### DIRECTIONS FOR THIS TASK
Only the lines from the start of the entries through the line with "use super::*;" are wanted; please output them exactly.

※ ※ ※

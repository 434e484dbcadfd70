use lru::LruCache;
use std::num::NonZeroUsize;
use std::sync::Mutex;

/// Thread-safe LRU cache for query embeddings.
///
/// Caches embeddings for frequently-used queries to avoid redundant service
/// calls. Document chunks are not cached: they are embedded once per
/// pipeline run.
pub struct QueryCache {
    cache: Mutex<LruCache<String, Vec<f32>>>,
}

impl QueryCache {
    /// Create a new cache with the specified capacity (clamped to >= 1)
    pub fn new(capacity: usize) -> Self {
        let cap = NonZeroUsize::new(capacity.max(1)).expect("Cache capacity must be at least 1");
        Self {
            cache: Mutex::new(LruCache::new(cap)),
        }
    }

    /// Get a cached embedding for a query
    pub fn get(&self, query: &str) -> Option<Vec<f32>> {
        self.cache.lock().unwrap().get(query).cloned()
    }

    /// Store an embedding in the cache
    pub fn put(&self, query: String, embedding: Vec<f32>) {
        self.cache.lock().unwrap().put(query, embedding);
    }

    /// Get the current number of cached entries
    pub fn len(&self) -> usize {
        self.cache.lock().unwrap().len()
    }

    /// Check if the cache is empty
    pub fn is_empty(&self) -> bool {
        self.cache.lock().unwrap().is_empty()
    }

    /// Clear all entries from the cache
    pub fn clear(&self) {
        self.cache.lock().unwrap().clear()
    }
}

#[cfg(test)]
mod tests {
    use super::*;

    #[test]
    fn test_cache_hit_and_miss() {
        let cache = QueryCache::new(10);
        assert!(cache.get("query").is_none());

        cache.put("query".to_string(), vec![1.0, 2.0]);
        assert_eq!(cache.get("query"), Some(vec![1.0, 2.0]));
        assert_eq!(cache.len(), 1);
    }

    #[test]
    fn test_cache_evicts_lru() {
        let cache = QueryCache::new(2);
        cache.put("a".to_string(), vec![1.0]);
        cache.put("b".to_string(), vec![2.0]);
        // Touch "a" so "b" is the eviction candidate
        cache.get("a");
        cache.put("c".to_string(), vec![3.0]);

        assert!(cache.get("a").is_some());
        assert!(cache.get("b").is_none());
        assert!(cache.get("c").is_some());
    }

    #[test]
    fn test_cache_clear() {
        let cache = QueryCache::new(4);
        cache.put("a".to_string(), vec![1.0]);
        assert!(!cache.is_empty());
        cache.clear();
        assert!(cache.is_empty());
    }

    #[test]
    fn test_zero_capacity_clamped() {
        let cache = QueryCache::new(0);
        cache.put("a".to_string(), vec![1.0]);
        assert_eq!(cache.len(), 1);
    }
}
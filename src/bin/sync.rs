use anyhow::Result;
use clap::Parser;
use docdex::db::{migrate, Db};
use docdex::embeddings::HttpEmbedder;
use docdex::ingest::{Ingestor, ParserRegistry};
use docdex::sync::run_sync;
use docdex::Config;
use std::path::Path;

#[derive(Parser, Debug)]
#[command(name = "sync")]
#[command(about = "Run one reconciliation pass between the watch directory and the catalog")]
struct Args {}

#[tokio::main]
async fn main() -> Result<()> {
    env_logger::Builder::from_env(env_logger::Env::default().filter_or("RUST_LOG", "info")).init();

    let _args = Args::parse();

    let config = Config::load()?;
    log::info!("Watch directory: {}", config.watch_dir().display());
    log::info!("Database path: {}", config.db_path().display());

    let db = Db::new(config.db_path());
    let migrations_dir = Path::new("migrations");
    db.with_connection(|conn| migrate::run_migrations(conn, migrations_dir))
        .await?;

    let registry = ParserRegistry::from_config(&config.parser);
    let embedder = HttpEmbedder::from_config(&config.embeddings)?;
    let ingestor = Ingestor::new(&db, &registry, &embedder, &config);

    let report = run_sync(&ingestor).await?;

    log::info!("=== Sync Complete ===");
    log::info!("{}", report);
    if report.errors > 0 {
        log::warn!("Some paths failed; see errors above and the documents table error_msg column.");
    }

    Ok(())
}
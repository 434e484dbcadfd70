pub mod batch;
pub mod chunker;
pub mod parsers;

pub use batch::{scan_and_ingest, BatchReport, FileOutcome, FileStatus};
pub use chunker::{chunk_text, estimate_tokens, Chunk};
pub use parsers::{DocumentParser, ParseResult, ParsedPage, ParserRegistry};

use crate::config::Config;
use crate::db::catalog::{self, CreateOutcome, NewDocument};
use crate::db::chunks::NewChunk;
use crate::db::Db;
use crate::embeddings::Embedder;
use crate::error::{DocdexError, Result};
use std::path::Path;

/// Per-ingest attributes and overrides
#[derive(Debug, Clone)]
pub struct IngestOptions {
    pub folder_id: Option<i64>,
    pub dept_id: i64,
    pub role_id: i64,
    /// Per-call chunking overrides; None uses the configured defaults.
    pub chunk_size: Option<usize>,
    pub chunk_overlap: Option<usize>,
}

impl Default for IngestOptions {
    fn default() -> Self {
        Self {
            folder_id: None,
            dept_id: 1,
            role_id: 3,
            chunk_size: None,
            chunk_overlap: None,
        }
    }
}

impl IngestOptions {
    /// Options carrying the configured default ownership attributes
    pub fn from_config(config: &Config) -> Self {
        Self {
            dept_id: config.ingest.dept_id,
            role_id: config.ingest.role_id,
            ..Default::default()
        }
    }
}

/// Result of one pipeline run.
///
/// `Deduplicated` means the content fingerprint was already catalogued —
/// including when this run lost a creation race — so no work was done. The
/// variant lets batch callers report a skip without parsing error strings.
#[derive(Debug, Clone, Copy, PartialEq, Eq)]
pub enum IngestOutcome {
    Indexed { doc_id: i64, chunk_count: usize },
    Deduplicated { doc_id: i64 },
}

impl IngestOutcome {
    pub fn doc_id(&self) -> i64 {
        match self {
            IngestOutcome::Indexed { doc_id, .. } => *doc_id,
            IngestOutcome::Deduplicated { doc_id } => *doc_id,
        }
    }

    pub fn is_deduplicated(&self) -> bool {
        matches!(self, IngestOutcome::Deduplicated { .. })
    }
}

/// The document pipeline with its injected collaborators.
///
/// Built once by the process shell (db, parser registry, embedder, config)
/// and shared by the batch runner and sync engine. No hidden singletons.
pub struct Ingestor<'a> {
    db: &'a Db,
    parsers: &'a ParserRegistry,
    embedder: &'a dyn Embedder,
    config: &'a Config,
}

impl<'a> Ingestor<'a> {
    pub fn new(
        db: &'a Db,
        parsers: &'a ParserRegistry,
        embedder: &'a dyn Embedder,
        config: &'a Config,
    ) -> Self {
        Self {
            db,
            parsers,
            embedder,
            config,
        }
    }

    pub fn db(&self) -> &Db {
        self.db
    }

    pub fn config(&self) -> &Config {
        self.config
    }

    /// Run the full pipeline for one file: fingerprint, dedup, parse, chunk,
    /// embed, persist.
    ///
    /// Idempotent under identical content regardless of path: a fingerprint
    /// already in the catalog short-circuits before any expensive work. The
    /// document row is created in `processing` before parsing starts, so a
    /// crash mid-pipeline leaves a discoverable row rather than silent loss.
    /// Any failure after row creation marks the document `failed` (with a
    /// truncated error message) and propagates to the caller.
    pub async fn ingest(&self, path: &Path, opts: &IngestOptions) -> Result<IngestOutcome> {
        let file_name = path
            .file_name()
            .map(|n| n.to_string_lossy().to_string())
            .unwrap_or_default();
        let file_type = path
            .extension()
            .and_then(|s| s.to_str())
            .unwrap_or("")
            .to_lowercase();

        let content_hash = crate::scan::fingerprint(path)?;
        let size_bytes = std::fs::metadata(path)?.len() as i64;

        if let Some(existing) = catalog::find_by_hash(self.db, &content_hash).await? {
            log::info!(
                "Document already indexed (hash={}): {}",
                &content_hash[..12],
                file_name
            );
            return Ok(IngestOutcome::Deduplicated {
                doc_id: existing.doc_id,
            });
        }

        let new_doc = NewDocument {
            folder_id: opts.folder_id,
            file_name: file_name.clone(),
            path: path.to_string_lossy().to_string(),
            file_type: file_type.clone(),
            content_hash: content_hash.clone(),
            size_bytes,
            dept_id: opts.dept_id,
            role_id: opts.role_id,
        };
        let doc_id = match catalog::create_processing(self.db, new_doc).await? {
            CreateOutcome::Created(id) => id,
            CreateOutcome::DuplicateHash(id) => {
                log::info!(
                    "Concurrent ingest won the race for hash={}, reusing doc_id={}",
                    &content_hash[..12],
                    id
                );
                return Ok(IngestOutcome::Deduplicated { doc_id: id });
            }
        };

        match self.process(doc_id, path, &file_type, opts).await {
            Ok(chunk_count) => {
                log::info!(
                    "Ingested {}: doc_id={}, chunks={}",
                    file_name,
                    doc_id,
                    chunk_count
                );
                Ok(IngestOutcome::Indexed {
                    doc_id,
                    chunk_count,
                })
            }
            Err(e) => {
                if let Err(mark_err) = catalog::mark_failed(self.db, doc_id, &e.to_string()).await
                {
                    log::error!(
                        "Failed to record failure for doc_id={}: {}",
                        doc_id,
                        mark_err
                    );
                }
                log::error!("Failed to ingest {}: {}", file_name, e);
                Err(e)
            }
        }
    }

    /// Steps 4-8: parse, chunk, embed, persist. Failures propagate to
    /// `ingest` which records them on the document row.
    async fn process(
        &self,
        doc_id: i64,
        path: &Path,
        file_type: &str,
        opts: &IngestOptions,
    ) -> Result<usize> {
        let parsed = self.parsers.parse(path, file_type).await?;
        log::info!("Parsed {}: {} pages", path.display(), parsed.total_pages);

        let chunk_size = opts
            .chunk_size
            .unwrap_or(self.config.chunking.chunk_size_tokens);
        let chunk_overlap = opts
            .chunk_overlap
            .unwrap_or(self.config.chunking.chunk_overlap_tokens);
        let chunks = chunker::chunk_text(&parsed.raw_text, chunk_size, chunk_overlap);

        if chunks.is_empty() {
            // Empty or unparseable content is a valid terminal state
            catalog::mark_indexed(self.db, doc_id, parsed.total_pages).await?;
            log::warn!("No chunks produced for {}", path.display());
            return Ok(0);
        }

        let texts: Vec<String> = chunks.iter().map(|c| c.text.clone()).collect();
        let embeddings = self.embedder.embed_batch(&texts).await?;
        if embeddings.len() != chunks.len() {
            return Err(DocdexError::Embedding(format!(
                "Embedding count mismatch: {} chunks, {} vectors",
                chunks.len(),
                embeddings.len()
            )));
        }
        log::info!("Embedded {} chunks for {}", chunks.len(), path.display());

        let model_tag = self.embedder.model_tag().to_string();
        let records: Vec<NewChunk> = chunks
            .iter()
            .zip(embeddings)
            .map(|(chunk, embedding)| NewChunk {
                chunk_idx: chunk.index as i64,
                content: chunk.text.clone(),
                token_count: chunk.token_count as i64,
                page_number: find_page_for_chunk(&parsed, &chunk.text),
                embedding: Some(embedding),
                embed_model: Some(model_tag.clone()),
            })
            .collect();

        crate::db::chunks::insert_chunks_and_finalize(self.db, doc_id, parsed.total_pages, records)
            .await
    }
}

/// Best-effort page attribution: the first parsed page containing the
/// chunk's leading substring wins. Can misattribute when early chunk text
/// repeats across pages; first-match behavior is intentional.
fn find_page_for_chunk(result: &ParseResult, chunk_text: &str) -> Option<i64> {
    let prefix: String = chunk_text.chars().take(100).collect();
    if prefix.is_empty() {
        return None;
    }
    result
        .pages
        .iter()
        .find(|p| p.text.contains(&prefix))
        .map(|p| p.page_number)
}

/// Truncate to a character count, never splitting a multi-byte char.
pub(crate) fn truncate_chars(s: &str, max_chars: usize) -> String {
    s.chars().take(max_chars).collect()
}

※ ※ ※

### WRITTEN ANSWER
repository 434e484dbcadfd70
use lru::LruCache;
use std::num::NonZeroUsize;
use std::sync::Mutex;

/// Thread-safe LRU cache for query embeddings.
///
/// Caches embeddings for frequently-used queries to avoid redundant service
/// calls. Document chunks are not cached: they are embedded once per
/// pipeline run.
pub struct QueryCache {
    cache: Mutex<LruCache<String, Vec<f32>>>,
}

impl QueryCache {
    /// Create a new cache with the specified capacity (clamped to >= 1)
    pub fn new(capacity: usize) -> Self {
        let cap = NonZeroUsize::new(capacity.max(1)).expect("Cache capacity must be at least 1");
        Self {
            cache: Mutex::new(LruCache::new(cap)),
        }
    }

    /// Get a cached embedding for a query
    pub fn get(&self, query: &str) -> Option<Vec<f32>> {
        self.cache.lock().unwrap().get(query).cloned()
    }

    /// Store an embedding in the cache
    pub fn put(&self, query: String, embedding: Vec<f32>) {
        self.cache.lock().unwrap().put(query, embedding);
    }

    /// Get the current number of cached entries
    pub fn len(&self) -> usize {
        self.cache.lock().unwrap().len()
    }

    /// Check if the cache is empty
    pub fn is_empty(&self) -> bool {
        self.cache.lock().unwrap().is_empty()
    }

    /// Clear all entries from the cache
    pub fn clear(&self) {
        self.cache.lock().unwrap().clear()
    }
}

#[cfg(test)]
mod tests {
    use super::*;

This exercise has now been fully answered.